INSTRUCTIONS TO FOLLOW: Work out how many lines in the data below contain the string "RealEnv", and reply with that figure alone.

(Beginning of INFORMATION GIVEN)

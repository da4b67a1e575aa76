//! Represents a logical bucket — a top-level directory under the base path.

use chrono::{DateTime, Utc};
use serde::Serialize;

/// A bucket as reported by `ListBuckets`.
///
/// The creation date is not stored anywhere; it is the modification time of
/// the bucket directory, so it moves whenever an entry is added or removed
/// directly beneath it.
#[derive(Serialize, Clone, Debug, PartialEq, Eq)]
pub struct BucketInfo {
    /// Directory name, which is also the bucket name.
    pub name: String,

    /// Modification time of the bucket directory.
    pub creation_date: DateTime<Utc>,
}
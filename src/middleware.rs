//! Request middleware: SigV4 authentication and response stamping.

use crate::{
    errors::{AppError, REQUEST_ID_HEADER},
    state::AppState,
};
use axum::{
    body::Body,
    extract::State,
    http::{HeaderValue, Method, Request, header},
    middleware::Next,
    response::Response,
};
use tracing::warn;
use uuid::Uuid;

pub const SERVER_NAME: &str = "LocalS3";

/// Authentication middleware
///
/// Verifies the SigV4 signature of every request except the health probe and
/// CORS pre-flights. Disabled entirely by `disable_auth`.
pub async fn auth_middleware(
    State(state): State<AppState>,
    request: Request<Body>,
    next: Next,
) -> Result<Response, AppError> {
    if state.config.disable_auth || is_public(request.method(), request.uri().path()) {
        return Ok(next.run(request).await);
    }

    if let Err(err) = state
        .verifier
        .authenticate(request.method(), request.uri(), request.headers())
    {
        warn!(
            "rejected {} {}: {}",
            request.method(),
            request.uri().path(),
            err
        );
        return Err(AppError::from(err).with_resource(request.uri().path()));
    }

    Ok(next.run(request).await)
}

fn is_public(method: &Method, path: &str) -> bool {
    *method == Method::OPTIONS || path == "/health"
}

/// Stamp `Server` and `x-amz-request-id` on every response. Error responses
/// already carry the request ID they rendered into their body.
pub async fn request_id_middleware(request: Request<Body>, next: Next) -> Response {
    let mut response = next.run(request).await;
    let headers = response.headers_mut();
    headers.insert(header::SERVER, HeaderValue::from_static(SERVER_NAME));
    if !headers.contains_key(REQUEST_ID_HEADER) {
        if let Ok(value) = HeaderValue::from_str(&Uuid::new_v4().simple().to_string()) {
            headers.insert(REQUEST_ID_HEADER, value);
        }
    }
    response
}
pub mod bucket_handlers;
pub mod health_handlers;
pub mod multipart_handlers;
pub mod object_handlers;
pub mod xml;
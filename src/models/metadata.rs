//! User-defined metadata attached to objects and its on-disk sidecar format.
//!
//! Only `x-amz-meta-*` entries are kept. The sidecar lives next to the object
//! file as `<object>.metadata` and holds one `name=value` entry per line.

use std::{
    collections::BTreeMap,
    ffi::OsString,
    path::{Path, PathBuf},
};

/// Header-name prefix that marks user metadata.
pub const METADATA_PREFIX: &str = "x-amz-meta-";

/// Suffix appended to an object's path to form its sidecar path.
pub const SIDECAR_SUFFIX: &str = ".metadata";

/// Metadata entries keyed by header name.
pub type UserMetadata = BTreeMap<String, String>;

/// Keep only the entries whose name carries the metadata prefix
/// (compared case-insensitively).
pub fn user_metadata(metadata: &UserMetadata) -> UserMetadata {
    metadata
        .iter()
        .filter(|(name, _)| is_user_metadata(name))
        .map(|(name, value)| (name.clone(), value.clone()))
        .collect()
}

pub fn is_user_metadata(name: &str) -> bool {
    name.len() >= METADATA_PREFIX.len()
        && name.as_bytes()[..METADATA_PREFIX.len()].eq_ignore_ascii_case(METADATA_PREFIX.as_bytes())
}

/// Path of the sidecar file for the object stored at `object_path`.
pub fn sidecar_path(object_path: &Path) -> PathBuf {
    let mut raw: OsString = object_path.as_os_str().to_owned();
    raw.push(SIDECAR_SUFFIX);
    PathBuf::from(raw)
}

pub fn encode_sidecar(metadata: &UserMetadata) -> String {
    let mut out = String::new();
    for (name, value) in metadata {
        out.push_str(name);
        out.push('=');
        out.push_str(value);
        out.push('\n');
    }
    out
}

/// Parse sidecar contents. Blank lines and lines without `=` are ignored;
/// the value is everything after the first `=`.
pub fn decode_sidecar(contents: &str) -> UserMetadata {
    contents
        .lines()
        .map(str::trim)
        .filter(|line| !line.is_empty())
        .filter_map(|line| line.split_once('='))
        .map(|(name, value)| (name.to_string(), value.to_string()))
        .collect()
}

#[cfg(test)]
mod tests {
    use super::*;

    #[test]
    fn filters_by_prefix_case_insensitively() {
        let mut md = UserMetadata::new();
        md.insert("X-Amz-Meta-Author".into(), "ada".into());
        md.insert("x-amz-meta-color".into(), "blue".into());
        md.insert("content-type".into(), "text/plain".into());
        md.insert("x-amz-date".into(), "20240101T000000Z".into());

        let kept = user_metadata(&md);
        assert_eq!(kept.len(), 2);
        assert_eq!(kept["X-Amz-Meta-Author"], "ada");
        assert_eq!(kept["x-amz-meta-color"], "blue");
    }

    #[test]
    fn sidecar_text_survives_equals_in_values() {
        let mut md = UserMetadata::new();
        md.insert("x-amz-meta-query".into(), "a=b=c".into());
        md.insert("x-amz-meta-empty".into(), String::new());

        let text = encode_sidecar(&md);
        assert_eq!(text, "x-amz-meta-empty=\nx-amz-meta-query=a=b=c\n");
        assert_eq!(decode_sidecar(&text), md);
    }

    #[test]
    fn decode_skips_junk_lines() {
        let parsed = decode_sidecar("\n  x-amz-meta-a=1  \nnot-a-pair\n\n");
        assert_eq!(parsed.len(), 1);
        assert_eq!(parsed["x-amz-meta-a"], "1");
    }

    #[test]
    fn sidecar_sits_next_to_object() {
        let p = sidecar_path(Path::new("/data/b/photos/cat.png"));
        assert_eq!(p, PathBuf::from("/data/b/photos/cat.png.metadata"));
    }
}
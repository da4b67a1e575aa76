pub mod auth_service;
pub mod storage_service;
//! Terminal capability detection.
//!
//! Decides, once per process, whether stdout understands ANSI escape
//! sequences. The decision is cached in a [`OnceCell`] on first access and
//! never re-evaluated.
//!
//! The rules, checked in order:
//!
//! 1. `NO_COLOR` set (to anything) disables ANSI output.
//! 2. On Windows, ANSI output is enabled only when a known ANSI-capable
//!    terminal is detected (`ANSICON`, `ConEmuANSI=ON`, `WT_SESSION`).
//! 3. Elsewhere, stdout must be a TTY and `TERM` must be set to something
//!    other than `dumb`.
//!
//! The detection logic itself is a pure function of an [`EnvReader`], a
//! [`Platform`] and the TTY status, so it can be exercised with [`MockEnv`]:
//!
//! ```rust
//! use termkit_render::terminal::{detect_ansi_support, MockEnv, Platform};
//!
//! let env = MockEnv::new().with_var("TERM", "xterm-256color");
//! assert!(detect_ansi_support(&env, Platform::Unix, true));
//! assert!(!detect_ansi_support(&env, Platform::Unix, false));
//!
//! let env = env.with_var("NO_COLOR", "1");
//! assert!(!detect_ansi_support(&env, Platform::Unix, true));
//! ```

use std::collections::HashMap;

use console::Term;
use once_cell::sync::OnceCell;

static ANSI_SUPPORT: OnceCell<bool> = OnceCell::new();

/// Abstraction over environment variables.
pub trait EnvReader: Send + Sync {
    /// Get an environment variable value.
    fn var(&self, name: &str) -> Option<String>;
}

/// Real environment variable reader.
#[derive(Debug, Default, Clone, Copy)]
pub struct RealEnv;

impl EnvReader for RealEnv {
    fn var(&self, name: &str) -> Option<String> {
        std::env::var(name).ok()
    }
}

/// Mock environment variable reader for testing.
#[derive(Debug, Clone, Default)]
pub struct MockEnv {
    vars: HashMap<String, String>,
}

impl MockEnv {
    /// Create an empty mock environment.
    pub fn new() -> Self {
        Self::default()
    }

    /// Add an environment variable.
    pub fn with_var(mut self, name: impl Into<String>, value: impl Into<String>) -> Self {
        self.vars.insert(name.into(), value.into());
        self
    }
}

impl EnvReader for MockEnv {
    fn var(&self, name: &str) -> Option<String> {
        self.vars.get(name).cloned()
    }
}

/// The platform family, as far as escape-sequence support is concerned.
#[derive(Debug, Clone, Copy, PartialEq, Eq)]
pub enum Platform {
    /// Windows consoles, which only speak ANSI inside known emulators.
    Windows,
    /// Everything else.
    Unix,
}

impl Platform {
    /// The platform this binary was compiled for.
    pub fn current() -> Self {
        if cfg!(windows) {
            Platform::Windows
        } else {
            Platform::Unix
        }
    }
}

/// Returns whether stdout supports ANSI escape sequences.
///
/// Computed on first call from the real process environment and cached for
/// the lifetime of the process.
pub fn supports_ansi() -> bool {
    *ANSI_SUPPORT.get_or_init(|| {
        let supported = detect_ansi_support(&RealEnv, Platform::current(), Term::stdout().is_term());
        tracing::debug!(supported, "detected terminal ANSI support");
        supported
    })
}

/// Evaluates the ANSI detection rules against the given inputs.
pub fn detect_ansi_support(env: &dyn EnvReader, platform: Platform, stdout_is_tty: bool) -> bool {
    if env.var("NO_COLOR").is_some() {
        return false;
    }

    match platform {
        Platform::Windows => {
            env.var("ANSICON").is_some()
                || env.var("ConEmuANSI").as_deref() == Some("ON")
                || env.var("WT_SESSION").is_some()
        }
        Platform::Unix => {
            stdout_is_tty
                && env
                    .var("TERM")
                    .is_some_and(|term| !term.is_empty() && !term.eq_ignore_ascii_case("dumb"))
        }
    }
}
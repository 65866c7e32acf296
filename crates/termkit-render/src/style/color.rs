//! Named terminal colors.
//!
//! Only the eight standard ANSI colors are recognized. Names are matched
//! case-insensitively; anything else is not a color.

/// One of the eight standard ANSI colors.
#[derive(Debug, Clone, Copy, PartialEq, Eq)]
pub enum NamedColor {
    Black,
    Red,
    Green,
    Yellow,
    Blue,
    Magenta,
    Cyan,
    White,
}

impl NamedColor {
    /// Parses a color name such as `red` or `Magenta`.
    pub fn parse(name: &str) -> Option<Self> {
        let color = match name.to_lowercase().as_str() {
            "black" => NamedColor::Black,
            "red" => NamedColor::Red,
            "green" => NamedColor::Green,
            "yellow" => NamedColor::Yellow,
            "blue" => NamedColor::Blue,
            "magenta" => NamedColor::Magenta,
            "cyan" => NamedColor::Cyan,
            "white" => NamedColor::White,
            _ => return None,
        };
        Some(color)
    }

    fn index(self) -> u8 {
        match self {
            NamedColor::Black => 0,
            NamedColor::Red => 1,
            NamedColor::Green => 2,
            NamedColor::Yellow => 3,
            NamedColor::Blue => 4,
            NamedColor::Magenta => 5,
            NamedColor::Cyan => 6,
            NamedColor::White => 7,
        }
    }

    /// SGR code selecting this color as foreground (30-37).
    pub fn fg_code(self) -> u8 {
        30 + self.index()
    }

    /// SGR code selecting this color as background (40-47).
    pub fn bg_code(self) -> u8 {
        40 + self.index()
    }
}
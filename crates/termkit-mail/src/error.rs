#[derive(Debug, thiserror::Error)]
pub enum MailError {
    #[error("Invalid SMTP port '{0}'")]
    InvalidPort(String),

    #[error("Mail transport failed: {0}")]
    Transport(String),

    #[error("Mailing API answered {status}, expected 201")]
    UnexpectedStatus { status: u16, body: String },

    #[error("Could not encode mail payload: {0}")]
    Encode(#[from] serde_json::Error),
}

(End of INFORMATION GIVEN)

EXERCISE OUTPUT: 3